[Stored items from a collection]
—————

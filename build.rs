// build.rs

fn main() -> Result<(), Box<dyn std::error::Error>> {
    tonic_build::configure()
        .build_server(true)
        .build_client(true)
        .compile_protos(&["proto/kvstore.proto"], &["proto"])?;
    Ok(())
}
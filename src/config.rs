// src/config.rs

//! Manages node configuration: loading from TOML, validating, and resolving
//! the peer list against the node's own address.

use anyhow::{Context, Result, anyhow};
use serde::{Deserialize, Serialize};
use std::fs;
use tracing::warn;

/// Top-level node configuration, deserialized from a TOML file.
#[derive(Serialize, Deserialize, Debug, Clone)]
pub struct Config {
    #[serde(default = "default_host")]
    pub host: String,
    #[serde(default = "default_port")]
    pub port: u16,
    #[serde(default = "default_log_level")]
    pub log_level: String,
    /// Number of worker tasks serializing storage operations.
    #[serde(default = "default_workers")]
    pub workers: usize,
    #[serde(default)]
    pub storage: StorageConfig,
    #[serde(default)]
    pub backup: BackupConfig,
    #[serde(default)]
    pub replication: ReplicationConfig,
}

fn default_host() -> String {
    "127.0.0.1".to_string()
}
fn default_port() -> u16 {
    50051
}
fn default_log_level() -> String {
    "info".to_string()
}
fn default_workers() -> usize {
    4
}

impl Default for Config {
    fn default() -> Self {
        Self {
            host: default_host(),
            port: default_port(),
            log_level: default_log_level(),
            workers: default_workers(),
            storage: StorageConfig::default(),
            backup: BackupConfig::default(),
            replication: ReplicationConfig::default(),
        }
    }
}

/// Settings for the embedded storage engine.
#[derive(Serialize, Deserialize, Debug, Clone)]
pub struct StorageConfig {
    #[serde(default = "default_storage_path")]
    pub path: String,
    /// Maximum on-disk size, in bytes. `put` is rejected once the engine
    /// file would grow past this. `0` disables the check.
    #[serde(default = "default_max_size_bytes")]
    pub max_size_bytes: u64,
}

fn default_storage_path() -> String {
    "kvstore.redb".to_string()
}
fn default_max_size_bytes() -> u64 {
    10 * 1024 * 1024
}

impl Default for StorageConfig {
    fn default() -> Self {
        Self {
            path: default_storage_path(),
            max_size_bytes: default_max_size_bytes(),
        }
    }
}

/// Settings for the `Backup` RPC's target location.
#[derive(Serialize, Deserialize, Debug, Clone)]
pub struct BackupConfig {
    #[serde(default = "default_backup_path")]
    pub path: String,
}

fn default_backup_path() -> String {
    "kvstore_backup.redb".to_string()
}

impl Default for BackupConfig {
    fn default() -> Self {
        Self {
            path: default_backup_path(),
        }
    }
}

/// Settings for the best-effort peer replication fan-out.
#[derive(Serialize, Deserialize, Debug, Clone)]
pub struct ReplicationConfig {
    #[serde(default)]
    pub peers: Vec<String>,
    #[serde(default = "default_max_retries")]
    pub max_retries: u32,
    #[serde(default = "default_initial_backoff_ms")]
    pub initial_backoff_ms: u64,
    #[serde(default = "default_max_backoff_ms")]
    pub max_backoff_ms: u64,
    #[serde(default = "default_attempt_timeout_ms")]
    pub attempt_timeout_ms: u64,
}

fn default_max_retries() -> u32 {
    3
}
fn default_initial_backoff_ms() -> u64 {
    1000
}
fn default_max_backoff_ms() -> u64 {
    10_000
}
fn default_attempt_timeout_ms() -> u64 {
    3000
}

impl Default for ReplicationConfig {
    fn default() -> Self {
        Self {
            peers: Vec::new(),
            max_retries: default_max_retries(),
            initial_backoff_ms: default_initial_backoff_ms(),
            max_backoff_ms: default_max_backoff_ms(),
            attempt_timeout_ms: default_attempt_timeout_ms(),
        }
    }
}

impl Config {
    /// Reads and parses a TOML configuration file, then validates it.
    pub fn from_file(path: &str) -> Result<Self> {
        let contents = fs::read_to_string(path)
            .with_context(|| format!("Failed to read config file at '{path}'"))?;
        let config: Config = toml::from_str(&contents)
            .with_context(|| format!("Failed to parse TOML from '{path}'"))?;
        config.validate()?;
        Ok(config)
    }

    /// Validates the configuration and warns about the "exclude self"
    /// invariant (I3/I5) if the node's own address appears in its peer list.
    fn validate(&self) -> Result<()> {
        if self.port == 0 {
            return Err(anyhow!("port cannot be 0"));
        }
        if self.host.trim().is_empty() {
            return Err(anyhow!("host cannot be empty"));
        }
        if self.workers == 0 {
            return Err(anyhow!("workers cannot be 0"));
        }
        if self.replication.max_retries == 0 {
            return Err(anyhow!("replication.max_retries cannot be 0"));
        }

        let own_addr = format!("{}:{}", self.host, self.port);
        if self.replication.peers.iter().any(|p| p == &own_addr) {
            warn!(
                "node's own address '{}' appears in its configured peer list; it will be excluded at runtime (I3/I5)",
                own_addr
            );
        }

        Ok(())
    }

    /// The configured peer list with this node's own address removed,
    /// enforcing I3 (peer list stability) and I5 (no self-replication).
    pub fn effective_peers(&self) -> Vec<String> {
        let own_addr = format!("{}:{}", self.host, self.port);
        self.replication
            .peers
            .iter()
            .filter(|p| *p != &own_addr)
            .cloned()
            .collect()
    }
}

—————

### TASK STATEMENT
What you return must be the lines above that run from the line with "its peer list." to the line with "The configured peer", inclusive, each copied exactly.

### EXERCISE OUTPUT
    /// invariant (I3/I5) if the node's own address appears in its peer list.
    fn validate(&self) -> Result<()> {
        if self.port == 0 {
            return Err(anyhow!("port cannot be 0"));
        }
        if self.host.trim().is_empty() {
            return Err(anyhow!("host cannot be empty"));
        }
        if self.workers == 0 {
            return Err(anyhow!("workers cannot be 0"));
        }
        if self.replication.max_retries == 0 {
            return Err(anyhow!("replication.max_retries cannot be 0"));
        }

        let own_addr = format!("{}:{}", self.host, self.port);
        if self.replication.peers.iter().any(|p| p == &own_addr) {
            warn!(
                "node's own address '{}' appears in its configured peer list; it will be excluded at runtime (I3/I5)",
                own_addr
            );
        }

        Ok(())
    }

    /// The configured peer list with this node's own address removed,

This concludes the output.